▶ TASK PROMPT
Look through the records below and give the number of lines holding the string "derive", nothing more.

Excerpts from a dataset

┌────────

use anyhow::{Context, Result, bail};
use serde::{Deserialize, Serialize};
use std::path::Path;
use std::time::Duration;

/// Largest board side a terminal layout can address
pub const MAX_GRID_SIDE: usize = 1000;

/// Configuration for the game
#[derive(Debug, Clone, PartialEq, Serialize, Deserialize)]
#[serde(default)]
pub struct GameConfig {
    /// Number of columns on the board
    pub grid_cols: usize,
    /// Number of rows on the board
    pub grid_rows: usize,
    /// Segments in a freshly started snake
    pub initial_snake_length: usize,

    /// Items placed on the board by `start`
    pub initial_items: usize,
    /// Bonus spawns are only allowed below this many live items
    pub max_live_items: usize,
    /// Chance of a bonus spawn after each acquisition
    pub bonus_spawn_chance: f64,

    /// Score needed per level
    pub level_span: u32,
    /// Tick interval at level 1
    pub base_interval_ms: u64,
    /// Interval reduction per level
    pub interval_step_ms: u64,
    /// Fastest allowed tick interval
    pub min_interval_ms: u64,

    /// How long the "Acquired" notice stays up
    pub notice_ms: u64,
}

impl Default for GameConfig {
    fn default() -> Self {
        Self {
            grid_cols: 25,
            grid_rows: 22,
            initial_snake_length: 4,
            initial_items: 3,
            max_live_items: 4,
            bonus_spawn_chance: 0.3,
            level_span: 100,
            base_interval_ms: 250,
            interval_step_ms: 20,
            min_interval_ms: 80,
            notice_ms: 1300,
        }
    }
}

impl GameConfig {
    /// Create a new configuration with custom grid size
    pub fn new(cols: usize, rows: usize) -> Self {
        Self {
            grid_cols: cols,
            grid_rows: rows,
            ..Default::default()
        }
    }

    /// Load a configuration from a JSON file. Missing fields fall back to defaults.
    pub fn load(path: &Path) -> Result<Self> {
        let raw = std::fs::read_to_string(path)
            .with_context(|| format!("Failed to read config from {:?}", path))?;
        let config: GameConfig =
            serde_json::from_str(&raw).context("Failed to parse game config")?;
        config.validate()?;
        Ok(config)
    }

    /// Check that the board can hold the starting layout
    pub fn validate(&self) -> Result<()> {
        if self.initial_snake_length == 0 {
            bail!("initial_snake_length must be at least 1");
        }
        // head sits two cells in from the tail end, see `GameEngine::start`
        if self.grid_cols < self.initial_snake_length + 3 || self.grid_rows < 1 {
            bail!(
                "grid {}x{} is too small for a snake of length {}",
                self.grid_cols,
                self.grid_rows,
                self.initial_snake_length
            );
        }
        if self.grid_cols > MAX_GRID_SIDE || self.grid_rows > MAX_GRID_SIDE {
            bail!(
                "grid {}x{} exceeds the {}-cell limit per side",
                self.grid_cols,
                self.grid_rows,
                MAX_GRID_SIDE
            );
        }
        if self.initial_items == 0 || self.initial_items > self.max_live_items {
            bail!(
                "initial_items must be in 1..={} (got {})",
                self.max_live_items,
                self.initial_items
            );
        }
        if !(0.0..=1.0).contains(&self.bonus_spawn_chance) {
            bail!("bonus_spawn_chance must be within [0, 1]");
        }
        if self.level_span == 0 {
            bail!("level_span must be positive");
        }
        if self.min_interval_ms == 0 || self.min_interval_ms > self.base_interval_ms {
            bail!("min_interval_ms must be in 1..=base_interval_ms");
        }
        Ok(())
    }

    pub fn notice_duration(&self) -> Duration {
        Duration::from_millis(self.notice_ms)
    }
}

#[cfg(test)]
mod tests {
    use super::*;
    use std::io::Write;

    #[test]
    fn test_default_config() {
        let config = GameConfig::default();
        assert_eq!(config.grid_cols, 25);
        assert_eq!(config.grid_rows, 22);
        assert_eq!(config.initial_snake_length, 4);
        assert_eq!(config.initial_items, 3);
        assert!(config.validate().is_ok());
    }

    #[test]
    fn test_custom_config() {
        let config = GameConfig::new(15, 12);
        assert_eq!(config.grid_cols, 15);
        assert_eq!(config.grid_rows, 12);
        assert_eq!(config.max_live_items, 4);
    }

    #[test]
    fn test_rejects_tiny_grid() {
        assert!(GameConfig::new(5, 5).validate().is_err());
    }

    #[test]
    fn test_rejects_oversized_grid() {
        assert!(GameConfig::new(40_000, 22).validate().is_err());
        assert!(GameConfig::new(25, MAX_GRID_SIDE + 1).validate().is_err());
        assert!(GameConfig::new(MAX_GRID_SIDE, MAX_GRID_SIDE).validate().is_ok());
    }

    #[test]
    fn test_load_partial_file() {
        let mut file = tempfile::NamedTempFile::new().unwrap();
        write!(file, r#"{{"grid_cols": 30, "bonus_spawn_chance": 0.0}}"#).unwrap();

        let config = GameConfig::load(file.path()).unwrap();
        assert_eq!(config.grid_cols, 30);
        assert_eq!(config.grid_rows, 22);
        assert_eq!(config.bonus_spawn_chance, 0.0);
    }

    #[test]
    fn test_load_rejects_bad_chance() {
        let mut file = tempfile::NamedTempFile::new().unwrap();
        write!(file, r#"{{"bonus_spawn_chance": 1.5}}"#).unwrap();

        assert!(GameConfig::load(file.path()).is_err());
    }
}
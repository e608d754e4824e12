//! Local persistence: the high-score slot and shared file helpers.

pub mod high_score;

pub use high_score::{FileHighScoreStore, HighScoreStore, MemoryHighScoreStore};

use anyhow::{Context, Result};
use directories::ProjectDirs;
use serde::Serialize;
use std::fs;
use std::path::{Path, PathBuf};
use thiserror::Error;

#[derive(Debug, Error)]
pub enum StorageError {
    #[error("i/o error on {path:?}: {source}")]
    Io {
        path: PathBuf,
        #[source]
        source: std::io::Error,
    },
    #[error("JSON error in {path:?}: {source}")]
    Json {
        path: PathBuf,
        #[source]
        source: serde_json::Error,
    },
}

/// Where the game keeps its files
#[derive(Debug, Clone)]
pub struct Paths {
    pub data_dir: PathBuf,
    pub high_score_path: PathBuf,
    pub leaderboard_path: PathBuf,
    pub log_path: PathBuf,
}

impl Paths {
    pub fn in_dir(dir: impl Into<PathBuf>) -> Self {
        let data_dir = dir.into();
        Self {
            high_score_path: data_dir.join("high_score.json"),
            leaderboard_path: data_dir.join("leaderboard.json"),
            log_path: data_dir.join("vc-snake.log"),
            data_dir,
        }
    }
}

/// Resolve the platform data directory, creating it if needed
pub fn project_paths(override_dir: Option<&Path>) -> Result<Paths> {
    let dir = match override_dir {
        Some(dir) => dir.to_path_buf(),
        None => ProjectDirs::from("com", "vc-snake", "VC Snake")
            .context("could not resolve project directories")?
            .data_local_dir()
            .to_path_buf(),
    };
    fs::create_dir_all(&dir).with_context(|| format!("Failed to create directory: {:?}", dir))?;
    Ok(Paths::in_dir(dir))
}

/// Write JSON next to `path` and rename it into place
pub fn write_json_atomic<T: Serialize>(path: &Path, value: &T) -> Result<(), StorageError> {
    let tmp = path.with_extension("json.tmp");
    let data = serde_json::to_vec_pretty(value).map_err(|source| StorageError::Json {
        path: path.to_path_buf(),
        source,
    })?;
    fs::write(&tmp, data).map_err(|source| StorageError::Io {
        path: tmp.clone(),
        source,
    })?;
    fs::rename(&tmp, path).map_err(|source| StorageError::Io {
        path: path.to_path_buf(),
        source,
    })
}
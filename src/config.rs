//! Application configuration loaded from environment variables.

use std::env;

/// Application configuration, loaded once at startup.
#[derive(Debug, Clone)]
pub struct Config {
    /// Server port
    pub port: u16,
    /// Directory holding the JSON document files
    pub data_dir: String,
}

impl Default for Config {
    /// Default config for testing only.
    fn default() -> Self {
        Self {
            port: 3000,
            data_dir: "data".to_string(),
        }
    }
}

impl Config {
    /// Load configuration from environment variables.
    pub fn from_env() -> Result<Self, ConfigError> {
        dotenvy::dotenv().ok(); // Load .env file if present

        Ok(Self {
            port: env::var("PORT")
                .unwrap_or_else(|_| "3000".to_string())
                .parse()
                .map_err(|_| ConfigError::Invalid("PORT"))?,
            data_dir: env::var("DATA_DIR").unwrap_or_else(|_| "data".to_string()),
        })
    }
}

/// Configuration errors
#[derive(Debug, thiserror::Error)]
pub enum ConfigError {
    #[error("Invalid value for environment variable: {0}")]
    Invalid(&'static str),
}

#[cfg(test)]
mod tests {
    use super::*;

    #[test]
    fn test_config_defaults() {
        env::remove_var("PORT");
        env::remove_var("DATA_DIR");

        let config = Config::from_env().expect("Config should load");

        assert_eq!(config.port, 3000);
        assert_eq!(config.data_dir, "data");
    }
}
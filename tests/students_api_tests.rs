// SPDX-License-Identifier: MIT

//! Student registry endpoint tests.

use axum::http::StatusCode;
use serde_json::json;

mod common;

#[tokio::test]
async fn test_create_and_list_students() {
    let (app, _dir) = common::create_test_app().await;

    let (status, body) = common::send(
        &app,
        common::json_request(
            "POST",
            "/api/students",
            json!({"name": "Luna", "category": "Fire"}),
        ),
    )
    .await;

    assert_eq!(status, StatusCode::CREATED);
    assert_eq!(body["success"], json!(true));
    assert_eq!(body["data"]["name"], json!("Luna"));
    assert_eq!(body["data"]["category"], json!("Fire"));
    assert_eq!(body["data"]["totalPoints"], json!(0));

    let (status, body) = common::send(&app, common::empty_request("GET", "/api/students")).await;
    assert_eq!(status, StatusCode::OK);
    assert_eq!(body["data"].as_array().unwrap().len(), 1);
}

#[tokio::test]
async fn test_create_student_missing_fields() {
    let (app, _dir) = common::create_test_app().await;

    let (status, body) = common::send(
        &app,
        common::json_request("POST", "/api/students", json!({"name": "Luna"})),
    )
    .await;
    assert_eq!(status, StatusCode::BAD_REQUEST);
    assert_eq!(body["success"], json!(false));

    // Whitespace-only fields count as missing
    let (status, _) = common::send(
        &app,
        common::json_request(
            "POST",
            "/api/students",
            json!({"name": "   ", "category": "Fire"}),
        ),
    )
    .await;
    assert_eq!(status, StatusCode::BAD_REQUEST);
}

#[tokio::test]
async fn test_duplicate_name_is_case_insensitive() {
    let (app, _dir) = common::create_test_app().await;
    common::create_student(&app, "Luna", "Fire").await;

    // Different casing and whitespace padding still collide after trimming
    let (status, body) = common::send(
        &app,
        common::json_request(
            "POST",
            "/api/students",
            json!({"name": "  LUNA ", "category": "Water"}),
        ),
    )
    .await;

    assert_eq!(status, StatusCode::CONFLICT);
    assert_eq!(body["success"], json!(false));
}

#[tokio::test]
async fn test_created_ids_are_unique() {
    let (app, _dir) = common::create_test_app().await;

    let a = common::create_student(&app, "Luna", "Fire").await;
    let b = common::create_student(&app, "Milo", "Water").await;
    let c = common::create_student(&app, "Nova", "Grass").await;

    assert_ne!(a, b);
    assert_ne!(b, c);
    assert_ne!(a, c);
}

#[tokio::test]
async fn test_update_total_points() {
    let (app, _dir) = common::create_test_app().await;
    let id = common::create_student(&app, "Luna", "Fire").await;

    let (status, body) = common::send(
        &app,
        common::json_request(
            "PUT",
            &format!("/api/students/{}", id),
            json!({"totalPoints": 150}),
        ),
    )
    .await;

    assert_eq!(status, StatusCode::OK);
    assert_eq!(body["data"]["totalPoints"], json!(150));
}

#[tokio::test]
async fn test_update_without_points_leaves_student_unchanged() {
    let (app, _dir) = common::create_test_app().await;
    let id = common::create_student(&app, "Luna", "Fire").await;

    let (status, body) = common::send(
        &app,
        common::json_request("PUT", &format!("/api/students/{}", id), json!({})),
    )
    .await;

    assert_eq!(status, StatusCode::OK);
    assert_eq!(body["data"]["totalPoints"], json!(0));
}

#[tokio::test]
async fn test_update_invalid_and_unknown_id() {
    let (app, _dir) = common::create_test_app().await;

    let (status, _) = common::send(
        &app,
        common::json_request("PUT", "/api/students/abc", json!({"totalPoints": 10})),
    )
    .await;
    assert_eq!(status, StatusCode::BAD_REQUEST);

    let (status, _) = common::send(
        &app,
        common::json_request("PUT", "/api/students/999", json!({"totalPoints": 10})),
    )
    .await;
    assert_eq!(status, StatusCode::NOT_FOUND);
}

#[tokio::test]
async fn test_delete_removes_exactly_one_preserving_order() {
    let (app, _dir) = common::create_test_app().await;
    let a = common::create_student(&app, "Luna", "Fire").await;
    let b = common::create_student(&app, "Milo", "Water").await;
    let c = common::create_student(&app, "Nova", "Grass").await;

    let (status, _) = common::send(
        &app,
        common::empty_request("DELETE", &format!("/api/students/{}", b)),
    )
    .await;
    assert_eq!(status, StatusCode::OK);

    let (_, body) = common::send(&app, common::empty_request("GET", "/api/students")).await;
    let survivors: Vec<u64> = body["data"]
        .as_array()
        .unwrap()
        .iter()
        .map(|s| s["id"].as_u64().unwrap())
        .collect();
    assert_eq!(survivors, vec![a, c]);
}

#[tokio::test]
async fn test_delete_invalid_and_unknown_id() {
    let (app, _dir) = common::create_test_app().await;

    let (status, _) =
        common::send(&app, common::empty_request("DELETE", "/api/students/abc")).await;
    assert_eq!(status, StatusCode::BAD_REQUEST);

    let (status, _) =
        common::send(&app, common::empty_request("DELETE", "/api/students/999")).await;
    assert_eq!(status, StatusCode::NOT_FOUND);
}

#[tokio::test]
async fn test_unmatched_route_returns_envelope() {
    let (app, _dir) = common::create_test_app().await;

    let (status, body) = common::send(&app, common::empty_request("GET", "/api/nothing")).await;

    assert_eq!(status, StatusCode::NOT_FOUND);
    assert_eq!(body["success"], json!(false));
    assert_eq!(body["message"], json!("Endpoint não encontrado"));
}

└────────

▶ WRITTEN SOLUTION
5